COVID-19 has had the side-effect of encouraging a reimagining of what can be done with data and the cloud in heavily regulated industries. Read more below for expert suggestions from both industries. 

Insurance 

In Re-thinking The Insurance Industry In Real-Time To Cope With Pandemic-scale Disruption,” Monique Hesseling describes how COVID-19 is transforming the insurance industry. Insurance models, data, and systems curated for decades or centuries simply could not and did not factor in how a global pandemic would affect their customers.

For an entire business that boils down to the accurate assessment of risk through data (health, financial, environmental data, property, contractual, and other exposure data), this was a catastrophe on top of a crisis. Digital transformation has accelerated with innovative approaches to create a safe, digital continuation of business and sparked operational and product innovations. 

Instead of in-person appointments or walkthroughs, insurance companies may now rely on video conferences, drone footage, satellite imagery, social media posts, and mobile apps that gather data on customers’ behavior in real-time.  

Combining these forms of structured and unstructured data in the cloud can unlock new insights, both in isolation and in combination with each other. This can be done at speed, and at scale. It may not replace previous datasets, but alternative data offers another perspective to round out the historical information about an individual customer or business. 
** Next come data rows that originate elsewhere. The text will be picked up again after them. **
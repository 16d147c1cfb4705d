//! Chat state types
//!
//! The transcript entries and the agent's mood indicator. Nothing here knows
//! about input handling or the network.

use ratatui::style::Color;

/// Who wrote a chat entry
#[derive(Debug, Clone, Copy, PartialEq, Eq)]
pub enum Sender {
    User,
    Agent,
}

/// A single entry in the chat history
#[derive(Debug, Clone, PartialEq, Eq)]
pub struct ChatMessage {
    pub sender: Sender,
    pub text: String,
    /// Set on the "thinking" placeholder of an in-flight request.
    pub pending: Option<u64>,
}

impl ChatMessage {
    pub fn user(text: impl Into<String>) -> Self {
        Self {
            sender: Sender::User,
            text: text.into(),
            pending: None,
        }
    }

    pub fn agent(text: impl Into<String>) -> Self {
        Self {
            sender: Sender::Agent,
            text: text.into(),
            pending: None,
        }
    }

    pub fn thinking(request_id: u64) -> Self {
        Self {
            sender: Sender::Agent,
            text: "Agent is thinking".to_string(),
            pending: Some(request_id),
        }
    }

    pub fn is_placeholder(&self) -> bool {
        self.pending.is_some()
    }
}

/// Coarse category of the last agent reply, shown as the chat border color
#[derive(Debug, Clone, Copy, PartialEq, Eq, Default)]
pub enum Mood {
    Excited,
    Confused,
    #[default]
    Neutral,
}

impl Mood {
    /// Map the server's `agent_state` tag. Unknown tags are neutral.
    pub fn from_tag(tag: &str) -> Self {
        match tag {
            "excited" => Mood::Excited,
            "confused" => Mood::Confused,
            _ => Mood::Neutral,
        }
    }

    pub fn border_color(&self) -> Color {
        match self {
            Mood::Excited => Color::Rgb(0xff, 0x40, 0x81),
            Mood::Confused => Color::Rgb(0xff, 0x98, 0x00),
            Mood::Neutral => Color::Rgb(0xcc, 0xcc, 0xcc),
        }
    }

    pub fn label(&self) -> &'static str {
        match self {
            Mood::Excited => "excited",
            Mood::Confused => "confused",
            Mood::Neutral => "neutral",
        }
    }
}

#[cfg(test)]
mod tests {
    use super::*;

    #[test]
    fn test_mood_known_tags() {
        assert_eq!(Mood::from_tag("excited"), Mood::Excited);
        assert_eq!(Mood::from_tag("confused"), Mood::Confused);
    }

    #[test]
    fn test_mood_unknown_tags_are_neutral() {
        assert_eq!(Mood::from_tag("smiling"), Mood::Neutral);
        assert_eq!(Mood::from_tag(""), Mood::Neutral);
        assert_eq!(Mood::from_tag("Excited"), Mood::Neutral);
    }

    #[test]
    fn test_mood_colors_are_distinct() {
        let colors = [
            Mood::Excited.border_color(),
            Mood::Confused.border_color(),
            Mood::Neutral.border_color(),
        ];
        assert_ne!(colors[0], colors[1]);
        assert_ne!(colors[1], colors[2]);
        assert_ne!(colors[0], colors[2]);
    }

    #[test]
    fn test_thinking_placeholder() {
        let msg = ChatMessage::thinking(7);
        assert!(msg.is_placeholder());
        assert_eq!(msg.sender, Sender::Agent);
        assert!(!ChatMessage::agent("hi").is_placeholder());
    }
}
In the future, traditional and alternative data can coexist, adding resilience to the Insurance industry when normality resumes and the pandemic becomes a distant memory.

Finance

In “Are Your Machine Learning Models Wrong”, Richard Harmon explores what financial institutions should do in the face of the uncertainty caused by COVID-19.  His suggestions not only address the pandemic but focus on the opportunity to take a longer-term view in implementing a strategy that expands capabilities and helps prepare for the next crisis. 
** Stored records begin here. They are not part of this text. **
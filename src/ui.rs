use std::sync::OnceLock;
use ratatui::{
    Frame,
    layout::{Alignment, Constraint, Layout, Rect},
    style::{Color, Modifier, Style, Stylize},
    text::{Line, Span, Text},
    widgets::{Block, Borders, Paragraph, Wrap},
};
use regex::Regex;
use crate::app::{App, InputMode, Screen};
use crate::state::{ChatMessage, Sender};

const USER_COLOR: Color = Color::Cyan;
const RULE_WIDTH: usize = 24;

fn line_break_re() -> &'static Regex {
    static RE: OnceLock<Regex> = OnceLock::new();
    RE.get_or_init(|| Regex::new(r"(?i)<br\s*/?>").expect("valid regex"))
}

fn rule_re() -> &'static Regex {
    static RE: OnceLock<Regex> = OnceLock::new();
    RE.get_or_init(|| Regex::new(r"(?i)<hr[^>]*>").expect("valid regex"))
}

fn tag_re() -> &'static Regex {
    static RE: OnceLock<Regex> = OnceLock::new();
    RE.get_or_init(|| Regex::new(r"<[^>]*>").expect("valid regex"))
}

/// Stands in for a `<hr>` on a line of its own until lines are built.
const RULE_MARK: &str = "\u{1e}";

fn emphasis_style(stars: usize) -> Style {
    match stars {
        1 => Style::default().add_modifier(Modifier::ITALIC),
        2 => Style::default().add_modifier(Modifier::BOLD),
        _ => Style::default().add_modifier(Modifier::BOLD | Modifier::ITALIC),
    }
}

/// Split text into plain and emphasized runs: `*italic*`, `**bold**`, `***both***`.
///
/// Runs may cross line breaks; the server wraps whole poems in one `***` run.
/// A marker without a closing partner stays literal.
fn emphasis_runs(text: &str) -> Vec<(String, Style)> {
    let mut runs = Vec::new();
    let mut plain = String::new();
    let mut rest = text;

    while let Some(start) = rest.find('*') {
        let stars = rest[start..].chars().take_while(|c| *c == '*').count().min(3);
        let marker = &rest[start..start + stars];
        let after = &rest[start + stars..];

        match after.find(marker) {
            Some(end) if !after[..end].trim().is_empty() => {
                plain.push_str(&rest[..start]);
                if !plain.is_empty() {
                    runs.push((std::mem::take(&mut plain), Style::default()));
                }
                runs.push((after[..end].to_string(), emphasis_style(stars)));
                rest = &after[end + stars..];
            }
            _ => {
                plain.push_str(&rest[..start + stars]);
                rest = after;
            }
        }
    }

    plain.push_str(rest);
    if !plain.is_empty() {
        runs.push((plain, Style::default()));
    }
    runs
}

fn finish_line(spans: Vec<Span<'static>>) -> Line<'static> {
    let is_rule = spans.len() == 1 && spans[0].content == RULE_MARK;
    if is_rule {
        Line::from(Span::styled(
            "─".repeat(RULE_WIDTH),
            Style::default().fg(Color::Rgb(0xff, 0x99, 0xaa)),
        ))
    } else if spans.is_empty() {
        Line::default()
    } else {
        Line::from(spans)
    }
}

/// Turn an agent reply (light HTML + markdown emphasis) into terminal lines.
pub fn reply_lines(text: &str) -> Vec<Line<'static>> {
    let text = line_break_re().replace_all(text, "\n");
    let rule_line = format!("\n{}\n", RULE_MARK);
    let text = rule_re().replace_all(&text, rule_line.as_str());
    let text = tag_re().replace_all(&text, "");
    let text = text.strip_suffix('\n').unwrap_or(&text);

    let mut lines = Vec::new();
    let mut current: Vec<Span<'static>> = Vec::new();

    for (run, style) in emphasis_runs(text) {
        let mut pieces = run.split('\n');
        if let Some(first) = pieces.next() {
            if !first.is_empty() {
                current.push(Span::styled(first.to_string(), style));
            }
        }
        for piece in pieces {
            lines.push(finish_line(std::mem::take(&mut current)));
            if !piece.is_empty() {
                current.push(Span::styled(piece.to_string(), style));
            }
        }
    }
    lines.push(finish_line(current));

    lines
}

pub fn render(app: &mut App, frame: &mut Frame) {
    let area = frame.area();

    // Main layout: header, body, footer
    let [header_area, body_area, footer_area] = Layout::vertical([
        Constraint::Length(1),
        Constraint::Min(0),
        Constraint::Length(1),
    ])
    .areas(area);

    render_header(frame, header_area);

    match app.screen {
        Screen::Welcome => render_welcome_screen(frame, body_area),
        Screen::Chat => render_chat_screen(app, frame, body_area),
    }

    render_footer(app, frame, footer_area);
}

fn render_header(frame: &mut Frame, area: Rect) {
    let title = Line::from(vec![
        Span::styled(" 🎁 Birthday Gift Hunt ", Style::default().fg(Color::Magenta).bold()),
        Span::raw(" "),
        Span::styled(
            format!("v{}", env!("CARGO_PKG_VERSION")),
            Style::default().fg(Color::DarkGray),
        ),
    ]);

    let header = Paragraph::new(title).style(Style::default().bg(Color::Black));
    frame.render_widget(header, area);
}

fn render_footer(app: &App, frame: &mut Frame, area: Rect) {
    let mode_style = match app.input_mode {
        InputMode::Normal => Style::default().bg(Color::Blue).fg(Color::White),
        InputMode::Editing => Style::default().bg(Color::Yellow).fg(Color::Black),
    };

    let mode_text = match app.screen {
        Screen::Welcome => " WELCOME ",
        Screen::Chat => " CHAT ",
    };

    // Key style: dark background with bright text for visibility on both light/dark terminals
    let key_style = Style::default().bg(Color::DarkGray).fg(Color::White);
    let label_style = Style::default().bg(Color::Black).fg(Color::White);

    let mut hints = match (app.screen, app.input_mode) {
        (Screen::Welcome, _) => vec![
            Span::styled(" Enter ", key_style),
            Span::styled(" start the hunt ", label_style),
            Span::styled(" q ", key_style),
            Span::styled(" quit ", label_style),
        ],
        (Screen::Chat, InputMode::Editing) => vec![
            Span::styled(" Enter ", key_style),
            Span::styled(" send ", label_style),
            Span::styled(" Ctrl+P ", key_style),
            Span::styled(" poem ", label_style),
            Span::styled(" Esc ", key_style),
            Span::styled(" stop typing ", label_style),
        ],
        (Screen::Chat, InputMode::Normal) => vec![
            Span::styled(" i ", key_style),
            Span::styled(" type ", label_style),
            Span::styled(" p ", key_style),
            Span::styled(" poem ", label_style),
            Span::styled(" j/k ", key_style),
            Span::styled(" scroll ", label_style),
            Span::styled(" q ", key_style),
            Span::styled(" quit ", label_style),
        ],
    };

    if let Some(status) = &app.status {
        hints.push(Span::styled(
            format!(" {} ", status),
            Style::default().bg(Color::Black).fg(Color::Red),
        ));
    }

    let footer_content = Line::from(
        vec![
            Span::styled(mode_text, mode_style),
            Span::styled(" ", label_style),
        ]
        .into_iter()
        .chain(hints)
        .collect::<Vec<_>>(),
    );

    let footer = Paragraph::new(footer_content).style(Style::default().bg(Color::Black));
    frame.render_widget(footer, area);
}

fn render_welcome_screen(frame: &mut Frame, area: Rect) {
    let block = Block::default()
        .borders(Borders::ALL)
        .border_style(Style::default().fg(Color::Magenta));

    let text = Text::from(vec![
        Line::default(),
        Line::from(Span::styled(
            "Happy Birthday!",
            Style::default().fg(Color::Magenta).add_modifier(Modifier::BOLD),
        )),
        Line::default(),
        Line::from("Agent Cupid has hidden a few surprises for you."),
        Line::from("Answer the clues to unlock each gift."),
        Line::default(),
        Line::from(Span::styled(
            "[ Press Enter to start the hunt ]",
            Style::default().fg(Color::Yellow).add_modifier(Modifier::BOLD),
        )),
    ]);

    let welcome = Paragraph::new(text)
        .block(block)
        .alignment(Alignment::Center)
        .wrap(Wrap { trim: true });

    frame.render_widget(welcome, area);
}

fn message_lines(app: &App, msg: &ChatMessage) -> Vec<Line<'static>> {
    let mut lines = Vec::new();

    match msg.sender {
        Sender::User => {
            lines.push(Line::from(Span::styled(
                "You:",
                Style::default().fg(USER_COLOR).add_modifier(Modifier::BOLD),
            )));
            lines.push(Line::from(msg.text.clone()));
        }
        Sender::Agent => {
            lines.push(Line::from(Span::styled(
                "Agent Cupid:",
                Style::default()
                    .fg(app.mood.border_color())
                    .add_modifier(Modifier::BOLD),
            )));
            if msg.is_placeholder() {
                // Animated ellipsis: cycles through ".", "..", "..."
                let dots = ".".repeat((app.animation_frame as usize) + 1);
                lines.push(Line::from(Span::styled(
                    format!("{}{}", msg.text, dots),
                    Style::default().fg(Color::DarkGray).add_modifier(Modifier::ITALIC),
                )));
            } else {
                lines.extend(reply_lines(&msg.text));
            }
        }
    }

    lines.push(Line::default());
    lines
}

fn render_chat_screen(app: &mut App, frame: &mut Frame, area: Rect) {
    let [chat_area, play_area, input_area] = Layout::vertical([
        Constraint::Min(0),
        Constraint::Length(3),
        Constraint::Length(3),
    ])
    .areas(area);

    // Store chat area dimensions for scroll calculations (inner size minus borders)
    app.chat_height = chat_area.height.saturating_sub(2);
    app.chat_width = chat_area.width.saturating_sub(2);

    // Mood indicator: the chat border takes the agent's mood color
    let chat_block = Block::default()
        .borders(Borders::ALL)
        .border_style(Style::default().fg(app.mood.border_color()))
        .title(format!(" {} Agent Cupid ", app.avatar()))
        .title_bottom(Line::from(format!(" mood: {} ", app.mood.label())).right_aligned());

    let chat_text = if app.messages.is_empty() {
        Text::from(Span::styled(
            "Say hi to Agent Cupid...",
            Style::default().fg(Color::DarkGray),
        ))
    } else {
        let view: &App = app;
        let lines: Vec<Line> = view
            .messages
            .iter()
            .flat_map(|msg| message_lines(view, msg))
            .collect();
        Text::from(lines)
    };

    let chat = Paragraph::new(chat_text)
        .block(chat_block)
        .wrap(Wrap { trim: true })
        .scroll((app.chat_scroll, 0));

    frame.render_widget(chat, chat_area);

    render_play_button(app, frame, play_area);
    render_input(app, frame, input_area);
}

fn render_play_button(app: &App, frame: &mut Frame, area: Rect) {
    let (border, caption_style) = if app.play_enabled {
        (
            Style::default().fg(Color::Magenta),
            Style::default().fg(Color::White).add_modifier(Modifier::BOLD),
        )
    } else {
        (
            Style::default().fg(Color::DarkGray),
            Style::default().fg(Color::DarkGray).add_modifier(Modifier::DIM),
        )
    };

    let block = Block::default().borders(Borders::ALL).border_style(border);
    let button = Paragraph::new(Span::styled(app.play_caption(), caption_style))
        .block(block)
        .alignment(Alignment::Center);

    frame.render_widget(button, area);
}

fn render_input(app: &App, frame: &mut Frame, area: Rect) {
    let input_border_color = if app.input_mode == InputMode::Editing {
        Color::Yellow
    } else {
        Color::DarkGray
    };

    let input_block = Block::default()
        .borders(Borders::ALL)
        .border_style(Style::default().fg(input_border_color))
        .title(" Type your answer here... ");

    // Calculate visible portion of input with horizontal scrolling
    let inner_width = area.width.saturating_sub(2) as usize;
    let cursor_pos = app.input_cursor;

    let scroll_offset = if inner_width == 0 {
        0
    } else if cursor_pos >= inner_width {
        cursor_pos - inner_width + 1
    } else {
        0
    };

    let visible_text: String = app
        .input
        .chars()
        .skip(scroll_offset)
        .take(inner_width)
        .collect();

    let input = Paragraph::new(visible_text)
        .style(Style::default().fg(USER_COLOR))
        .block(input_block);

    frame.render_widget(input, area);

    // Show cursor when editing
    if app.input_mode == InputMode::Editing {
        let cursor_x = (cursor_pos - scroll_offset) as u16;
        frame.set_cursor_position((area.x + cursor_x + 1, area.y + 1));
    }
}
First, he suggests companies modify existing models with the latest data elements and create scenario-based projections adjusted for various levels of model bias. Richard recommends extending stress testing across all lines of business and increasing the rigor from a few static scenarios to an automated system running hundreds of dynamic scenarios. 

Finally, he recommends investment in building out a platform that supports the entire machine learning lifecycle to enable the industrialization of ML. 
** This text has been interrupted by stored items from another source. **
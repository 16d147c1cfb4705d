use serde::{Deserialize, Serialize};
use std::fs;
use std::path::{Path, PathBuf};
use anyhow::{Context, Result, anyhow};
use crate::audio::default_player_command;

pub const DEFAULT_SERVER_URL: &str = "http://127.0.0.1:5000";

#[derive(Serialize, Deserialize, Debug, Clone, Default, PartialEq, Eq)]
#[serde(default)]
pub struct Config {
    pub server_url: Option<String>,
    pub audio_path: Option<PathBuf>,
    pub player_command: Option<String>,
    pub log_file: Option<PathBuf>,
}

/// Fully resolved runtime settings
#[derive(Debug, Clone, PartialEq, Eq)]
pub struct Settings {
    pub server_url: String,
    pub audio_path: PathBuf,
    pub player_command: Vec<String>,
    pub log_file: PathBuf,
}

impl Config {
    pub fn new() -> Self {
        Self::default()
    }

    pub fn load() -> Result<Self> {
        Self::load_from(&Self::get_config_path()?)
    }

    pub fn load_from(path: &Path) -> Result<Self> {
        if !path.exists() {
            return Ok(Self::new());
        }

        let config_content = fs::read_to_string(path)
            .with_context(|| format!("Failed to read {}", path.display()))?;
        let config: Config = serde_json::from_str(&config_content)
            .with_context(|| format!("Invalid config file {}", path.display()))?;
        Ok(config)
    }

    pub fn save(&self) -> Result<()> {
        self.save_to(&Self::get_config_path()?)
    }

    pub fn save_to(&self, path: &Path) -> Result<()> {
        // Create config directory if it doesn't exist
        if let Some(parent) = path.parent() {
            fs::create_dir_all(parent)?;
        }

        let config_content = serde_json::to_string_pretty(self)?;
        fs::write(path, config_content)?;
        Ok(())
    }

    /// Layer command-line values over the file values. `None` keeps the file value.
    pub fn apply_overrides(
        &mut self,
        server_url: Option<String>,
        audio_path: Option<PathBuf>,
        player_command: Option<String>,
        log_file: Option<PathBuf>,
    ) {
        if server_url.is_some() {
            self.server_url = server_url;
        }
        if audio_path.is_some() {
            self.audio_path = audio_path;
        }
        if player_command.is_some() {
            self.player_command = player_command;
        }
        if log_file.is_some() {
            self.log_file = log_file;
        }
    }

    /// Fill unset values with defaults rooted at `data_dir`.
    pub fn resolve_in(&self, data_dir: &Path) -> Settings {
        let player_command = self
            .player_command
            .as_deref()
            .map(|cmd| cmd.split_whitespace().map(str::to_string).collect::<Vec<_>>())
            .filter(|parts| !parts.is_empty())
            .unwrap_or_else(default_player_command);

        Settings {
            server_url: self
                .server_url
                .clone()
                .filter(|url| !url.trim().is_empty())
                .unwrap_or_else(|| DEFAULT_SERVER_URL.to_string()),
            audio_path: self
                .audio_path
                .clone()
                .unwrap_or_else(|| data_dir.join("poem.mp3")),
            player_command,
            log_file: self
                .log_file
                .clone()
                .unwrap_or_else(|| data_dir.join("gift-hunt.log")),
        }
    }

    pub fn resolve(&self) -> Result<Settings> {
        Ok(self.resolve_in(&Self::get_data_dir()?))
    }

    fn get_data_dir() -> Result<PathBuf> {
        let config_dir = dirs::config_dir()
            .ok_or_else(|| anyhow!("Could not determine config directory"))?;

        Ok(config_dir.join("gift-hunt"))
    }

    fn get_config_path() -> Result<PathBuf> {
        Ok(Self::get_data_dir()?.join("config.json"))
    }
}

#[cfg(test)]
mod tests {
    use super::*;
    use tempfile::tempdir;

    #[test]
    fn test_missing_file_gives_defaults() {
        let dir = tempdir().unwrap();
        let config = Config::load_from(&dir.path().join("config.json")).unwrap();
        assert_eq!(config, Config::new());

        let settings = config.resolve_in(dir.path());
        assert_eq!(settings.server_url, DEFAULT_SERVER_URL);
        assert_eq!(settings.audio_path, dir.path().join("poem.mp3"));
        assert_eq!(settings.log_file, dir.path().join("gift-hunt.log"));
        assert_eq!(settings.player_command, default_player_command());
    }

    #[test]
    fn test_save_then_load() {
        let dir = tempdir().unwrap();
        let path = dir.path().join("nested").join("config.json");

        let config = Config {
            server_url: Some("http://hunt.local:8080".to_string()),
            audio_path: Some(PathBuf::from("/tmp/voice.m4a")),
            player_command: Some("mpv --no-video".to_string()),
            log_file: None,
        };
        config.save_to(&path).unwrap();

        assert_eq!(Config::load_from(&path).unwrap(), config);
    }

    #[test]
    fn test_partial_file_fills_missing_fields() {
        let dir = tempdir().unwrap();
        let path = dir.path().join("config.json");
        fs::write(&path, r#"{ "server_url": "http://10.0.0.2:5000" }"#).unwrap();

        let config = Config::load_from(&path).unwrap();
        assert_eq!(config.server_url.as_deref(), Some("http://10.0.0.2:5000"));
        assert!(config.audio_path.is_none());
    }

    #[test]
    fn test_invalid_file_is_an_error() {
        let dir = tempdir().unwrap();
        let path = dir.path().join("config.json");
        fs::write(&path, "not json").unwrap();
        assert!(Config::load_from(&path).is_err());
    }

    #[test]
    fn test_overrides_win_over_file_values() {
        let mut config = Config {
            server_url: Some("http://from-file:5000".to_string()),
            audio_path: Some(PathBuf::from("file.mp3")),
            player_command: None,
            log_file: None,
        };
        config.apply_overrides(Some("http://from-cli:5000".to_string()), None, Some("afplay".to_string()), None);

        assert_eq!(config.server_url.as_deref(), Some("http://from-cli:5000"));
        assert_eq!(config.audio_path, Some(PathBuf::from("file.mp3")));

        let settings = config.resolve_in(Path::new("/data"));
        assert_eq!(settings.player_command, vec!["afplay".to_string()]);
    }

    #[test]
    fn test_blank_values_fall_back_to_defaults() {
        let config = Config {
            server_url: Some("  ".to_string()),
            player_command: Some("".to_string()),
            ..Config::default()
        };
        let settings = config.resolve_in(Path::new("/data"));
        assert_eq!(settings.server_url, DEFAULT_SERVER_URL);
        assert_eq!(settings.player_command, default_player_command());
    }
}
What if companies gamble on a new normal and the world reverts to more or less what it used to be like? What if 2020 is an anomaly? Moving to these new data sources is still worthwhile. It provides a competitive advantage, whatever the world looks like in 2021/2022 and beyond. 

The most progressive and cutting edge companies were transitioning to the cloud before COVID-19. They will continue to do so after it has passed. This crisis has accelerated digital transformation for those already on the path and made it clear to those who weren’t that it was an inevitability if they wanted to compete long-term. Alternative data is here to stay, and I’m sure it will be getting a new name very soon.